Oddi括约肌功能障碍（SOD）是以平滑肌痉挛引起持久腹痛为特征的动力失常性疾病。研究证实，激活IRE1/Beclin1信号启动过度自噬从而抑制Oddi括约肌（SO）内Cajal间质细胞（ICC）功能是SOD的重要病理机制。结合芍药甘草汤改善SOD腹痛效果显著及其抑制GPR78、Beclin1水平的工作基础，提出假说：芍药甘草汤抑制IRE1/Beclin1信号通路，减轻ICC内质网应激引起的过度自噬，从而改善SOD平滑肌舒张效应。拟开展：①体内复制SOD豚鼠模型，以IRE1和c-kit抑制剂为对照，芍药甘草汤干预，并分离SO肌环离体给药予以验证；②体外分离SO内原代ICC，构建IRE1过表达/沉默的ICC后予芍药甘草汤干预。本研究旨在阐明芍药甘草汤通过下调IRE1/Beclin1通路抑制ICC过度自噬，以促进ICC功能而改善SOD的机制，为推进中医药调节胆道动力学的理论研究夯实基础。
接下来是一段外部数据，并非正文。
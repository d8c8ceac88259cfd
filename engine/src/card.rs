use rand::Rng;
use rand::seq::SliceRandom;
use serde::{Deserialize, Serialize};
use std::fmt;
use thiserror::Error;

/// Card suit.
#[derive(Debug, Clone, Copy, PartialEq, Eq, Hash, Serialize, Deserialize)]
pub enum Suit {
    Clubs,
    Diamonds,
    Hearts,
    Spades,
}

impl Suit {
    const ALL: [Suit; 4] = [Suit::Clubs, Suit::Diamonds, Suit::Hearts, Suit::Spades];
}

impl fmt::Display for Suit {
    fn fmt(&self, f: &mut fmt::Formatter) -> fmt::Result {
        let s = match self {
            Suit::Clubs => "♣",
            Suit::Diamonds => "♦",
            Suit::Hearts => "♥",
            Suit::Spades => "♠",
        };
        write!(f, "{s}")
    }
}

/// Card rank. Ace is strictly high (value 14) except in the wheel straight,
/// where the five-high tiebreaker is produced by the evaluator, not by Rank itself.
#[derive(Debug, Clone, Copy, PartialEq, Eq, Hash, PartialOrd, Ord, Serialize, Deserialize)]
pub enum Rank {
    Two = 2,
    Three,
    Four,
    Five,
    Six,
    Seven,
    Eight,
    Nine,
    Ten,
    Jack,
    Queen,
    King,
    Ace,
}

impl Rank {
    pub const ALL: [Rank; 13] = [
        Rank::Two,
        Rank::Three,
        Rank::Four,
        Rank::Five,
        Rank::Six,
        Rank::Seven,
        Rank::Eight,
        Rank::Nine,
        Rank::Ten,
        Rank::Jack,
        Rank::Queen,
        Rank::King,
        Rank::Ace,
    ];

    pub fn value(&self) -> u8 {
        *self as u8
    }

    pub fn from_value(value: u8) -> Self {
        match value {
            2 => Rank::Two,
            3 => Rank::Three,
            4 => Rank::Four,
            5 => Rank::Five,
            6 => Rank::Six,
            7 => Rank::Seven,
            8 => Rank::Eight,
            9 => Rank::Nine,
            10 => Rank::Ten,
            11 => Rank::Jack,
            12 => Rank::Queen,
            13 => Rank::King,
            14 => Rank::Ace,
            _ => panic!("invalid rank value: {value}"),
        }
    }
}

impl fmt::Display for Rank {
    fn fmt(&self, f: &mut fmt::Formatter) -> fmt::Result {
        let s = match self {
            Rank::Two => "2",
            Rank::Three => "3",
            Rank::Four => "4",
            Rank::Five => "5",
            Rank::Six => "6",
            Rank::Seven => "7",
            Rank::Eight => "8",
            Rank::Nine => "9",
            Rank::Ten => "10",
            Rank::Jack => "J",
            Rank::Queen => "Q",
            Rank::King => "K",
            Rank::Ace => "A",
        };
        write!(f, "{s}")
    }
}

/// A single playing card. 52 distinct values of (rank, suit).
#[derive(Debug, Clone, Copy, PartialEq, Eq, Hash, Serialize, Deserialize)]
pub struct Card {
    pub rank: Rank,
    pub suit: Suit,
}

impl fmt::Display for Card {
    fn fmt(&self, f: &mut fmt::Formatter) -> fmt::Result {
        write!(f, "{}{}", self.rank, self.suit)
    }
}

#[derive(Error, Debug, Clone, Copy, PartialEq, Eq)]
pub enum DeckError {
    #[error("cannot deal {requested} cards, only {remaining} remain")]
    Underflow { requested: usize, remaining: usize },
}

/// Ordered sequence of cards. Deals remove cards from the front of the deck.
#[derive(Debug, Clone, Serialize, Deserialize)]
pub struct Deck {
    cards: Vec<Card>,
}

impl Deck {
    /// Builds a fresh, unshuffled 52-card deck in a deterministic order.
    pub fn new() -> Self {
        let mut cards = Vec::with_capacity(52);
        for &suit in &Suit::ALL {
            for &rank in &Rank::ALL {
                cards.push(Card { rank, suit });
            }
        }
        Self { cards }
    }

    /// Rebuilds the deck back to all 52 cards in deterministic order.
    pub fn reset(&mut self) {
        *self = Self::new();
    }

    /// Applies a uniform random permutation using the supplied RNG, so tests
    /// can inject a seeded or mock source.
    pub fn shuffle<R: Rng + ?Sized>(&mut self, rng: &mut R) {
        self.cards.shuffle(rng);
    }

    /// Removes and returns the first `n` cards.
    pub fn deal(&mut self, n: usize) -> Result<Vec<Card>, DeckError> {
        if n > self.cards.len() {
            return Err(DeckError::Underflow {
                requested: n,
                remaining: self.cards.len(),
            });
        }
        Ok(self.cards.drain(0..n).collect())
    }

    /// Deals a single card.
    pub fn deal_one(&mut self) -> Result<Card, DeckError> {
        Ok(self.deal(1)?.remove(0))
    }

    pub fn len(&self) -> usize {
        self.cards.len()
    }

    pub fn is_empty(&self) -> bool {
        self.cards.is_empty()
    }
}

impl Default for Deck {
    fn default() -> Self {
        Self::new()
    }
}

#[cfg(test)]
mod tests {
    use super::*;
    use rand::SeedableRng;
    use rand::rngs::StdRng;
    use std::collections::HashSet;

    #[test]
    fn fresh_deck_has_52_unique_cards() {
        let deck = Deck::new();
        assert_eq!(deck.len(), 52);
    }

    #[test]
    fn shuffle_then_deal_conserves_the_full_set() {
        let mut rng = StdRng::seed_from_u64(7);
        let mut deck = Deck::new();
        deck.shuffle(&mut rng);
        let dealt = deck.deal(20).unwrap();

        let mut seen: HashSet<(Rank, Suit)> =
            dealt.iter().map(|c| (c.rank, c.suit)).collect();
        assert_eq!(seen.len(), 20);

        // remaining ∪ dealt is exactly the 52-card set with no duplicates
        let remaining = deck.deal(32).unwrap();
        for c in &remaining {
            assert!(seen.insert((c.rank, c.suit)));
        }
        assert_eq!(seen.len(), 52);
    }

    #[test]
    fn deal_more_than_remaining_is_underflow() {
        let mut deck = Deck::new();
        let err = deck.deal(53).unwrap_err();
        assert_eq!(
            err,
            DeckError::Underflow {
                requested: 53,
                remaining: 52
            }
        );
    }

    #[test]
    fn deal_one_is_deal_of_one() {
        let mut deck = Deck::new();
        let top = deck.deal_one().unwrap();
        assert_eq!(deck.len(), 51);
        assert!(!deck.is_empty());
        drop(top);
    }
}
use std::sync::Arc;

use holdem_server::config::Config;
use holdem_server::results::ResultsStore;
use holdem_server::{build_router, AppState};
use tracing::info;
use tracing_subscriber::EnvFilter;

#[tokio::main]
async fn main() {
    tracing_subscriber::fmt()
        .with_env_filter(EnvFilter::from_default_env().add_directive(tracing::Level::INFO.into()))
        .init();

    let config = Config::from_env();
    let results = ResultsStore::connect(&config.database_url)
        .await
        .expect("failed to connect to results store");
    let state = Arc::new(AppState::new(results));
    let app = build_router(state);

    let addr = config.socket_addr();
    let listener = tokio::net::TcpListener::bind(addr)
        .await
        .expect("failed to bind listener");
    info!(%addr, "starting holdem server");
    axum::serve(listener, app).await.expect("server error");
}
Oddi括约肌功能障碍（SOD）是一组因Oddi括约肌（SO）舒张功能异常引起的临床综合征，虽没有器质性改变证据，却会导致持久难忍的疼痛和肝功能异常；临床治疗手段有限，内镜下括约肌切开对部分患者有效。芍药甘草汤是《伤寒论》中的经典名方，前期研究表明它可有效减轻SOD患者腹痛症状，缩短胆汁排泄时间，具体作用机制尚不明确。本研究拟探讨芍药甘草汤对SO中Cajal细胞（ICC）及自噬蛋白表达的影响，为中医药治疗胆道动力疾病的理论夯实基础。. 通过吗啡注射成功建立豚鼠SOD模型，以芍药甘草浸膏液灌胃，证实模型组炎细胞浸润、纤维组织增生、环形肌紊乱，芍药甘草组和IRE1阳性对照组病理改变好转。Western blot法和RT-PCR检测提示，模型组c-kit表达降低，自噬启动基因Beclin1、自噬标记蛋白LC3B明显增高，提示SOD豚鼠自噬增加，使用芍药甘草汤干预后，这一现象有所逆转；而使用c-kit抑制剂STI571模拟ICC功能失活状态，芍药甘草汤的作用减弱，提示芍药甘草汤通过减少过度自噬、提升Cajal细胞活性，从而发挥舒张Oddi括约肌功效。离体实验同样证实芍药甘草汤药效，透射电镜证实模型组ICC内出现大量内质网和分泌颗粒，可见较多自噬小体，芍药甘草汤干预后自噬小体较模型组显著减少。体外实验构建雨蛙素诱导的AR42J细胞株自噬模型，证明芍药甘草汤显著降低了模型组Beclin1、LC3B、p62、JNK等自噬相关标记物水平。. 通过豚鼠SOD标本测序和药物质谱分析、网络药理学手段，鉴定出芍药甘草汤中32种候选化合物，筛选出SOD中247个上调基因和402个下调基因，MCODE和ClusterONE网络分析出22个交叉基因，通过RT-PCR验证SO中mRNA表达水平，证实经芍药甘草汤治疗后，Ccnb1、Cacna2d2和Chrnb4免疫和炎症调节相关基因水平显著恢复。. 本研究初步证实，芍药甘草汤提升了Cajal细胞活性、降低了细胞内过度自噬水平，发挥对SOD平滑肌的舒张效应，为芍药甘草汤的临床应用提供了坚实理论依据。